De acordo com estudos científicos, os vírus sobrevivem no tecido entre 72 e 96 horas. A médica infectologista, Jéssica Sousa, confirma essa informação e explica que não existem estudos específicos sobre o novo coronavírus, mas pode-se levar em consideração estudos de outros vírus já conhecidos.

Cuidados com a máscara de tecido

A infectologista afirma que é necessário ter cuidado com a máscara de tecido. Ao sair de casa, a recomendação é que a máscara não seja manuseada pela parte da frente, somente pelo elástico. Além disso, o ideal é que a máscara não fique folgada no rosto. A recomendação é que ao chegar em casa, a máscara seja colocada de molho em água com sabão ou hipoclorito (água sanitária) e lavada manualmente. 

“É importante ter cuidado nos momentos de retirar e colocar a máscara, considerando sempre que aquela região anterior esteja contaminada. Evite colocar a mão na máscara o tempo inteiro quando sair para a rua, porque sua mãos podem estar contaminadas”, aconselha a infectologista.

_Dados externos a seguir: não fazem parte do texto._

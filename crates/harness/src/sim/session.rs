//! Per-cycle simulation session.
//!
//! A `Session` owns everything the harness keeps between cycles: the backing
//! store, both read ports, the write port, the MMIO tap, the statistics, and the
//! open trace logs. Each call to [`Session::step`] performs one cycle:
//!
//! 1. **Memory:** MMIO probe, write port, instruction read, data read; responses
//!    are driven back into the model.
//! 2. **Statistics:** Cycle count, writeback PC tracking, vector accounting.
//! 3. **Traces:** Waveform hook, instruction trace, commit log.
//! 4. **Clock:** The model is advanced past the next falling edge.
//! 5. **Termination:** End PC match, then stall detection.
//!
//! Cycles are numbered from 1; the trace window is compared against that number.

use std::fs::File;
use std::io::{BufWriter, Write};
use std::path::Path;

use crate::common::constants::BYTE_BITS;
use crate::common::{HarnessError, Result};
use crate::config::Config;
use crate::mem::image::{dump_region, load_program};
use crate::mem::{BackingStore, LoadPort, MmioTap, WritePort};
use crate::sim::model::{SignalModel, advance_cycle, check_pc};
use crate::sim::stall::StallDetector;
use crate::stats::SimStats;
use crate::trace::{CommitLog, CommitRecord, InstructionTrace, TraceWindow, WritebackTracker};

/// Writers for the optional logs of a session.
#[derive(Debug)]
pub struct TraceSinks<W: Write> {
    /// Destination of the register commit log.
    pub commit_log: Option<W>,
    /// Destination of the writeback instruction trace.
    pub inst_trace: Option<W>,
}

impl<W: Write> Default for TraceSinks<W> {
    fn default() -> Self {
        Self {
            commit_log: None,
            inst_trace: None,
        }
    }
}

/// Outcome of one cycle.
#[derive(Debug, Clone, Copy, PartialEq, Eq)]
pub enum StepStatus {
    /// Keep going.
    Running,
    /// The fetch PC has not changed for `general.stall_cycles` cycles.
    Stalled {
        /// The stuck fetch PC.
        pc: u32,
    },
    /// The fetch PC reached `general.end_pc`.
    Finished {
        /// The matched fetch PC.
        pc: u32,
    },
}

/// What happened during one cycle.
#[derive(Debug, Clone, PartialEq, Eq)]
pub struct StepReport {
    /// Termination state after the cycle.
    pub status: StepStatus,
    /// Data written to the MMIO address this cycle, if any.
    pub mmio: Option<Vec<u8>>,
}

/// Why [`Session::run`] returned.
#[derive(Debug, Clone, Copy, PartialEq, Eq)]
pub enum RunExit {
    /// The end PC was reached.
    Finished {
        /// The matched fetch PC.
        pc: u32,
        /// Cycles simulated.
        cycles: u64,
    },
    /// The run stalled.
    Stalled {
        /// The stuck fetch PC.
        pc: u32,
        /// Cycles simulated.
        cycles: u64,
    },
    /// `general.max_cycles` was reached.
    CycleLimit {
        /// Cycles simulated.
        cycles: u64,
    },
}

/// Harness state for one simulation run.
#[derive(Debug)]
pub struct Session<W: Write = BufWriter<File>> {
    config: Config,
    store: BackingStore,
    instr_port: LoadPort,
    data_port: LoadPort,
    write_port: WritePort,
    mmio: Option<MmioTap>,
    stats: SimStats,
    writeback: WritebackTracker,
    stall: StallDetector,
    window: TraceWindow,
    commit_log: Option<CommitLog<W>>,
    inst_trace: Option<InstructionTrace<W>>,
}

impl Session<BufWriter<File>> {
    /// Builds a session entirely from `config`.
    ///
    /// Allocates the backing store, loads `memory.program` if set, and creates
    /// the commit log and instruction trace files named in `trace`.
    ///
    /// # Errors
    ///
    /// Returns configuration, allocation, program image, and log file errors.
    pub fn open(config: Config) -> Result<Self> {
        config.validate()?;
        let store = match &config.memory.program {
            Some(path) => load_program(config.memory.size, path)?,
            None => BackingStore::new(config.memory.size)?,
        };
        let sinks = TraceSinks {
            commit_log: config.trace.commit_log.as_deref().map(open_log).transpose()?,
            inst_trace: config.trace.inst_trace.as_deref().map(open_log).transpose()?,
        };
        Self::new(config, store, sinks)
    }
}

fn open_log(path: &Path) -> Result<BufWriter<File>> {
    let file = File::create(path).map_err(|source| {
        tracing::error!(path = %path.display(), %source, "cannot open log file");
        HarnessError::LogFile {
            path: path.to_path_buf(),
            source,
        }
    })?;
    Ok(BufWriter::new(file))
}

impl<W: Write> Session<W> {
    /// Builds a session around an existing store and log writers.
    ///
    /// # Errors
    ///
    /// Returns [`HarnessError::InvalidConfig`] if `config` does not validate or
    /// `store` is not `memory.size` bytes long.
    pub fn new(config: Config, store: BackingStore, sinks: TraceSinks<W>) -> Result<Self> {
        config.validate()?;
        let mem = &config.memory;
        if store.len() != mem.size {
            return Err(HarnessError::InvalidConfig(format!(
                "backing store is {} bytes but memory.size is {}",
                store.len(),
                mem.size
            )));
        }
        let instr_port = LoadPort::new(mem.instr_width, mem.latency)?;
        let data_port = LoadPort::new(mem.data_width, mem.latency)?;
        let write_port = WritePort::new(mem.data_width)?;
        let mmio = mem
            .mmio_addr
            .map(|addr| MmioTap::new(addr, mem.data_width))
            .transpose()?;
        let window = TraceWindow::new(config.trace.begin_cycles, config.trace.end_cycles);

        tracing::info!(
            size = store.len(),
            latency = mem.latency,
            instr_width = mem.instr_width,
            data_width = mem.data_width,
            float = config.extensions.float,
            vector = config.extensions.vector,
            "session ready"
        );

        Ok(Self {
            stall: StallDetector::new(config.general.stall_cycles),
            store,
            instr_port,
            data_port,
            write_port,
            mmio,
            stats: SimStats::default(),
            writeback: WritebackTracker::new(),
            window,
            commit_log: sinks.commit_log.map(CommitLog::new),
            inst_trace: sinks.inst_trace.map(|w| InstructionTrace::new(w, window)),
            config,
        })
    }

    /// Runs one cycle against `model`.
    ///
    /// # Errors
    ///
    /// Returns [`HarnessError::Io`] if a log write fails.
    pub fn step<M: SignalModel + ?Sized>(&mut self, model: &mut M) -> Result<StepReport> {
        let mmio = self.update_memory(model);
        let pc_changed = self.update_stats(&*model);
        self.update_traces(model, pc_changed)?;

        advance_cycle(model);

        let pc = model.fetch_pc();
        let end_pc = self.config.general.end_pc;
        let status = match end_pc {
            Some(end) if check_pc(&*model, end) => StepStatus::Finished { pc },
            _ if self.stall.check(pc) => StepStatus::Stalled { pc },
            _ => StepStatus::Running,
        };
        Ok(StepReport { status, mmio })
    }

    fn update_memory<M: SignalModel + ?Sized>(&mut self, model: &mut M) -> Option<Vec<u8>> {
        let instr_req = model.instr_request();
        let (data_req, mmio) = {
            let req = model.data_request();
            let write = req.as_write();
            let mmio = self
                .mmio
                .and_then(|tap| tap.probe(&write))
                .map(<[u8]>::to_vec);
            if let Some(data) = &mmio {
                tracing::debug!(cycle = self.stats.cycles, addr = write.addr, ?data, "mmio write");
            }
            let _ = self.write_port.apply(&mut self.store, &write);
            (req.as_read(), mmio)
        };

        model.drive_instr_response(self.instr_port.step(instr_req, &self.store));
        model.drive_data_response(self.data_port.step(data_req, &self.store));
        mmio
    }

    fn update_stats<M: SignalModel + ?Sized>(&mut self, model: &M) -> bool {
        self.stats.record_cycle();
        let pc_changed = self.writeback.update(model.writeback_pc());
        self.stats.record_writeback(pc_changed);

        if self.config.extensions.vector
            && let Some(status) = model.vector_status()
            && status.retired()
        {
            self.stats
                .record_vector_result(status.vl, status.vtype, status.vlen_bytes);
        }
        pc_changed
    }

    fn update_traces<M: SignalModel + ?Sized>(
        &mut self,
        model: &mut M,
        pc_changed: bool,
    ) -> Result<()> {
        let cycle = self.stats.cycles;
        if self.config.trace.waveform && self.window.contains(cycle) {
            model.dump_waveform(cycle);
        }
        if let Some(trace) = &mut self.inst_trace {
            let _ = trace.record(cycle, pc_changed, model.writeback_instr())?;
        }

        let Some(log) = &mut self.commit_log else {
            return Ok(());
        };
        let ext = &self.config.extensions;

        if let Some(c) = model.xreg_commit() {
            log.record(&CommitRecord::Integer {
                index: c.index,
                value: c.value,
            })?;
        }
        if ext.float
            && let Some(c) = model.freg_commit()
        {
            log.record(&CommitRecord::Float {
                index: c.index,
                value: c.value,
            })?;
        }
        if ext.vector
            && let Some(c) = model.vreg_commit()
        {
            let width = (ext.vreg_width / BYTE_BITS) as usize;
            match c.data.get(..width) {
                Some(data) => log.record(&CommitRecord::Vector {
                    index: c.index,
                    data,
                    mask: c.mask,
                })?,
                None => tracing::warn!(
                    cycle,
                    index = c.index,
                    expected = width,
                    got = c.data.len(),
                    "vector commit narrower than vreg_width, not logged"
                ),
            }
        }
        Ok(())
    }

    /// Steps until the end PC, a stall, or `general.max_cycles`.
    ///
    /// `on_mmio` receives the data of every write to the MMIO address.
    ///
    /// # Errors
    ///
    /// Propagates errors from [`Session::step`].
    pub fn run<M, F>(&mut self, model: &mut M, mut on_mmio: F) -> Result<RunExit>
    where
        M: SignalModel + ?Sized,
        F: FnMut(&[u8]),
    {
        loop {
            let cycles = self.stats.cycles;
            if let Some(max) = self.config.general.max_cycles
                && cycles >= max
            {
                tracing::info!(cycles, "cycle limit reached");
                return Ok(RunExit::CycleLimit { cycles });
            }

            let report = self.step(model)?;
            if let Some(data) = &report.mmio {
                on_mmio(data);
            }

            let cycles = self.stats.cycles;
            match report.status {
                StepStatus::Running => {}
                StepStatus::Stalled { pc } => return Ok(RunExit::Stalled { pc, cycles }),
                StepStatus::Finished { pc } => {
                    tracing::info!(cycles, pc = %format!("{pc:#x}"), "end pc reached");
                    return Ok(RunExit::Finished { pc, cycles });
                }
            }
        }
    }

    /// Flushes the logs, writes the configured memory dump, and returns the statistics.
    ///
    /// # Errors
    ///
    /// Returns [`HarnessError::Io`] if a log cannot be flushed and the dump errors
    /// of [`dump_region`].
    pub fn finish(mut self) -> Result<SimStats> {
        if let Some(log) = &mut self.commit_log {
            log.flush()?;
        }
        if let Some(trace) = &mut self.inst_trace {
            trace.flush()?;
        }
        if let Some(dump) = &self.config.memory.dump {
            dump_region(&self.store, dump.start, dump.end, &dump.path)?;
        }
        tracing::info!(
            cycles = self.stats.cycles,
            instructions = self.stats.instructions,
            "session finished"
        );
        Ok(self.stats)
    }

    /// Session configuration.
    pub const fn config(&self) -> &Config {
        &self.config
    }

    /// Statistics collected so far.
    pub const fn stats(&self) -> &SimStats {
        &self.stats
    }

    /// The backing store.
    pub const fn store(&self) -> &BackingStore {
        &self.store
    }

    /// The backing store, mutably (for preloading data outside the image format).
    pub fn store_mut(&mut self) -> &mut BackingStore {
        &mut self.store
    }

    /// Writeback PC tracker.
    pub const fn writeback(&self) -> &WritebackTracker {
        &self.writeback
    }

    /// The commit log, if one is open.
    pub const fn commit_log(&self) -> Option<&CommitLog<W>> {
        self.commit_log.as_ref()
    }

    /// The instruction trace, if one is open.
    pub const fn inst_trace(&self) -> Option<&InstructionTrace<W>> {
        self.inst_trace.as_ref()
    }
}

A médica infectologista também chama atenção para o perigo das informações falsas que circulam nas redes sociais sobre os equipamentos de proteção individual.

“Quando que você vir uma notícia que considera duvidosa, entre em contato com profissionais ou especialistas área de saúde para esclarecer, antes de sair divulgando uma informação inverídica”, finaliza a médica.